- TASK BRIEF
Copy out all lines of the records in which the word "rendered" appears.

Segment Start: DATA

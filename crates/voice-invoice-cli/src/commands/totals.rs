use clap::Args;
use serde_json::Value;

use voice_invoice_core::totals;

use super::invoice::InvoiceArgs;

/// Arguments for a single invoice's totals
#[derive(Args)]
pub struct TotalsArgs {
    #[command(flatten)]
    pub invoice: InvoiceArgs,
}

pub fn run_totals(args: TotalsArgs) -> Result<Value, Box<dyn std::error::Error>> {
    let (invoice, prior) = args.invoice.load()?;
    let result = totals::calculate_with_prior_adjustments(&invoice, prior);
    Ok(serde_json::to_value(result)?)
}
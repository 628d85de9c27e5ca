use thiserror::Error;

#[derive(Debug, Error)]
pub enum InvoiceError {
    #[error("Invalid input: {field} - {reason}")]
    InvalidInput { field: String, reason: String },

    #[error("Invalid rate regime: {0}")]
    InvalidConfig(String),

    #[error("Serialization error: {0}")]
    SerializationError(String),
}

impl From<serde_json::Error> for InvoiceError {
    fn from(e: serde_json::Error) -> Self {
        InvoiceError::SerializationError(e.to_string())
    }
}

impl InvoiceError {
    pub(crate) fn invalid(field: impl Into<String>, reason: impl Into<String>) -> Self {
        InvoiceError::InvalidInput {
            field: field.into(),
            reason: reason.into(),
        }
    }
}
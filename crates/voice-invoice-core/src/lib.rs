pub mod config;
pub mod currency;
pub mod error;
pub mod totals;
pub mod types;
pub mod validation;

#[cfg(feature = "views")]
pub mod views;

#[cfg(feature = "batch")]
pub mod batch;

pub use config::RateRegime;
pub use error::InvoiceError;
pub use totals::{compute_totals, TotalsBreakdown};
pub use types::*;

/// Standard result type for all voice-invoice operations
pub type InvoiceResult<T> = Result<T, InvoiceError>;
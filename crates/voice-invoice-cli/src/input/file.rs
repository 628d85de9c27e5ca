use serde::de::DeserializeOwned;
use std::fs;
use std::path::{Path, PathBuf};

/// Read a JSON or YAML file (chosen by extension) into a typed struct.
pub fn read_structured<T: DeserializeOwned>(path: &str) -> Result<T, Box<dyn std::error::Error>> {
    let canonical = resolve_path(path)?;
    let contents = fs::read_to_string(&canonical)
        .map_err(|e| format!("Failed to read '{}': {}", canonical.display(), e))?;

    let is_yaml = matches!(
        canonical.extension().and_then(|e| e.to_str()),
        Some("yaml") | Some("yml")
    );
    let value: T = if is_yaml {
        serde_yaml::from_str(&contents)
            .map_err(|e| format!("Failed to parse '{}': {}", canonical.display(), e))?
    } else {
        serde_json::from_str(&contents)
            .map_err(|e| format!("Failed to parse '{}': {}", canonical.display(), e))?
    };
    tracing::debug!(path = %canonical.display(), yaml = is_yaml, "loaded input file");
    Ok(value)
}

fn resolve_path(path: &str) -> Result<PathBuf, Box<dyn std::error::Error>> {
    let p = Path::new(path);
    let canonical = if p.is_absolute() {
        p.to_path_buf()
    } else {
        std::env::current_dir()?.join(p)
    };

    if !canonical.exists() {
        return Err(format!("File not found: {}", canonical.display()).into());
    }
    if !canonical.is_file() {
        return Err(format!("Not a file: {}", canonical.display()).into());
    }

    Ok(canonical)
}
//! Figures in the shape each call site consumes: the PDF renderer, the
//! payment-link creator, the invoice email and the listing pages.
//!
//! Every function here reads a [`TotalsBreakdown`]; none of them add, scale
//! or round amounts on their own.

use rust_decimal::Decimal;
use serde::{Deserialize, Serialize};

use crate::currency::{format_gbp, round_money, to_pence};
use crate::totals::materials::line_amount;
use crate::totals::{MaterialLine, TaxToggles, TotalsBreakdown};
use crate::types::*;
use crate::InvoiceResult;

// ---------------------------------------------------------------------------
// Types
// ---------------------------------------------------------------------------

#[derive(Debug, Clone, Copy, PartialEq, Eq, Serialize, Deserialize)]
pub enum SummaryLineKind {
    Labour,
    Materials,
    Subtotal,
    Vat,
    CisDeduction,
    InvoiceTotal,
}

/// One labelled amount in the totals block of the invoice PDF.
#[derive(Debug, Clone, PartialEq, Eq, Serialize, Deserialize)]
pub struct SummaryLine {
    pub kind: SummaryLineKind,
    pub label: String,
    pub amount: Money,
    pub formatted: String,
}

/// A material row as printed on the invoice.
#[derive(Debug, Clone, PartialEq, Eq, Serialize, Deserialize)]
pub struct MaterialRow {
    pub description: String,
    pub quantity: Decimal,
    /// `None` when the line was never priced
    pub unit_cost: Option<Money>,
    pub unit_cost_display: String,
    pub line_total: Money,
}

/// Totals for one row of an invoice list.
#[derive(Debug, Clone, PartialEq, Eq, Serialize, Deserialize)]
pub struct ListingRow {
    pub invoice_total: Money,
    pub invoice_total_display: String,
    pub vat_amount: Money,
    pub cis_deduction: Money,
}

// ---------------------------------------------------------------------------
// PDF
// ---------------------------------------------------------------------------

/// Totals block for the invoice document, in print order.
///
/// VAT and CIS lines appear only when their toggle is on. The net receivable
/// is deliberately absent: the document goes to the customer.
pub fn pdf_summary_lines(breakdown: &TotalsBreakdown, tax: &TaxToggles) -> Vec<SummaryLine> {
    let mut lines = vec![
        summary(SummaryLineKind::Labour, "Labour".into(), breakdown.labour_cost),
        summary(
            SummaryLineKind::Materials,
            "Materials".into(),
            breakdown.materials_total,
        ),
        summary(SummaryLineKind::Subtotal, "Subtotal".into(), breakdown.subtotal),
    ];
    if tax.vat_enabled {
        lines.push(summary(
            SummaryLineKind::Vat,
            format!("VAT ({})", format_pct(tax.vat_rate_pct)),
            breakdown.vat_amount,
        ));
    }
    if tax.cis_enabled {
        lines.push(summary(
            SummaryLineKind::CisDeduction,
            format!("CIS deduction ({}, labour only)", format_pct(tax.cis_rate_pct)),
            breakdown.cis_deduction,
        ));
    }
    lines.push(summary(
        SummaryLineKind::InvoiceTotal,
        "Invoice total".into(),
        breakdown.invoice_total,
    ));
    lines
}

/// Material rows for the invoice body. Unpriced lines stay on the document.
pub fn material_rows(materials: &[MaterialLine]) -> Vec<MaterialRow> {
    // Adjustments were already reported when the totals were computed.
    let mut ignored = Vec::new();
    materials
        .iter()
        .enumerate()
        .map(|(i, line)| {
            let quantity = match line.quantity {
                Some(q) if q > Decimal::ZERO => q.normalize(),
                _ => Decimal::ONE,
            };
            MaterialRow {
                description: line
                    .description
                    .clone()
                    .unwrap_or_else(|| format!("Item {}", i + 1)),
                quantity,
                unit_cost: line.unit_cost,
                unit_cost_display: match line.unit_cost {
                    Some(c) => format_gbp(c.max(Decimal::ZERO)),
                    None => "Price TBC".into(),
                },
                line_total: round_money(line_amount(i, line, &mut ignored)),
            }
        })
        .collect()
}

/// Labour duration for display. Unknown hours are not the same as zero hours.
pub fn format_hours(hours: Option<Hours>) -> String {
    match hours {
        None => "Not specified".into(),
        Some(h) if h == Decimal::ONE => "1 hr".into(),
        Some(h) => format!("{} hrs", h.normalize()),
    }
}

fn format_pct(pct: RatePct) -> String {
    format!("{}%", pct.normalize())
}

fn summary(kind: SummaryLineKind, label: String, amount: Money) -> SummaryLine {
    SummaryLine {
        kind,
        label,
        amount,
        formatted: format_gbp(amount),
    }
}

// ---------------------------------------------------------------------------
// Payment link, email, listing
// ---------------------------------------------------------------------------

/// Amount to charge through a payment link, in pence. Always the invoice
/// total; CIS is settled between the payer and HMRC, not at checkout.
pub fn payment_amount_pence(breakdown: &TotalsBreakdown) -> InvoiceResult<i64> {
    to_pence(breakdown.invoice_total)
}

/// Amount due as shown in the invoice email body.
pub fn email_amount_due(breakdown: &TotalsBreakdown) -> String {
    format_gbp(breakdown.invoice_total)
}

impl ListingRow {
    pub fn from_breakdown(breakdown: &TotalsBreakdown) -> Self {
        ListingRow {
            invoice_total: breakdown.invoice_total,
            invoice_total_display: format_gbp(breakdown.invoice_total),
            vat_amount: breakdown.vat_amount,
            cis_deduction: breakdown.cis_deduction,
        }
    }
}

#[cfg(test)]
mod tests {
    use super::*;
    use crate::totals::{compute_totals, LabourInput};
    use pretty_assertions::assert_eq;
    use rust_decimal_macros::dec;

    fn toggles(cis: bool, vat: bool) -> TaxToggles {
        TaxToggles {
            cis_enabled: cis,
            cis_rate_pct: dec!(20),
            vat_enabled: vat,
            vat_rate_pct: dec!(20),
        }
    }

    fn boiler_job(tax: &TaxToggles) -> TotalsBreakdown {
        let labour = LabourInput {
            hours: Some(dec!(3)),
            rate: dec!(45),
        };
        let materials = vec![
            MaterialLine::priced(dec!(180), dec!(1)),
            MaterialLine::priced(dec!(45), dec!(1)),
        ];
        compute_totals(&labour, &materials, tax)
    }

    #[test]
    fn test_pdf_lines_with_both_taxes() {
        let tax = toggles(true, true);
        let lines = pdf_summary_lines(&boiler_job(&tax), &tax);
        let rendered: Vec<(String, String)> = lines
            .iter()
            .map(|l| (l.label.clone(), l.formatted.clone()))
            .collect();
        assert_eq!(
            rendered,
            vec![
                ("Labour".to_string(), "£135.00".to_string()),
                ("Materials".to_string(), "£225.00".to_string()),
                ("Subtotal".to_string(), "£360.00".to_string()),
                ("VAT (20%)".to_string(), "£72.00".to_string()),
                (
                    "CIS deduction (20%, labour only)".to_string(),
                    "£27.00".to_string()
                ),
                ("Invoice total".to_string(), "£432.00".to_string()),
            ]
        );
    }

    #[test]
    fn test_pdf_lines_omit_disabled_taxes() {
        let tax = toggles(false, false);
        let kinds: Vec<SummaryLineKind> = pdf_summary_lines(&boiler_job(&tax), &tax)
            .iter()
            .map(|l| l.kind)
            .collect();
        assert_eq!(
            kinds,
            vec![
                SummaryLineKind::Labour,
                SummaryLineKind::Materials,
                SummaryLineKind::Subtotal,
                SummaryLineKind::InvoiceTotal,
            ]
        );
    }

    #[test]
    fn test_payment_uses_invoice_total_not_net() {
        let tax = toggles(true, true);
        let b = boiler_job(&tax);
        assert_eq!(payment_amount_pence(&b).unwrap(), 43_200);
        assert_ne!(b.invoice_total, b.net_receivable);
    }

    #[test]
    fn test_email_and_listing_agree_with_pdf() {
        let tax = toggles(true, true);
        let b = boiler_job(&tax);
        let pdf_total = pdf_summary_lines(&b, &tax)
            .into_iter()
            .find(|l| l.kind == SummaryLineKind::InvoiceTotal)
            .unwrap();
        let row = ListingRow::from_breakdown(&b);
        assert_eq!(email_amount_due(&b), pdf_total.formatted);
        assert_eq!(row.invoice_total_display, pdf_total.formatted);
        assert_eq!(row.invoice_total, pdf_total.amount);
    }

    #[test]
    fn test_material_rows_keep_unpriced() {
        let materials = vec![
            MaterialLine::priced(dec!(2.50), dec!(4)).with_description("Compression fitting"),
            MaterialLine::unpriced("Radiator"),
            MaterialLine::priced(dec!(12), dec!(0)),
        ];
        let rows = material_rows(&materials);
        assert_eq!(rows.len(), 3);
        assert_eq!(rows[0].description, "Compression fitting");
        assert_eq!(rows[0].unit_cost_display, "£2.50");
        assert_eq!(rows[0].line_total, dec!(10.00));
        assert_eq!(rows[1].unit_cost, None);
        assert_eq!(rows[1].unit_cost_display, "Price TBC");
        assert_eq!(rows[1].line_total, dec!(0));
        assert_eq!(rows[2].description, "Item 3");
        assert_eq!(rows[2].quantity, dec!(1));
        assert_eq!(rows[2].line_total, dec!(12.00));
    }

    #[test]
    fn test_format_hours_distinguishes_unknown_from_zero() {
        assert_eq!(format_hours(None), "Not specified");
        assert_eq!(format_hours(Some(dec!(0))), "0 hrs");
        assert_eq!(format_hours(Some(dec!(1))), "1 hr");
        assert_eq!(format_hours(Some(dec!(2.50))), "2.5 hrs");
    }
}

Segment End: DATA

- TASK ANSWER
        let rendered: Vec<(String, String)> = lines
            rendered,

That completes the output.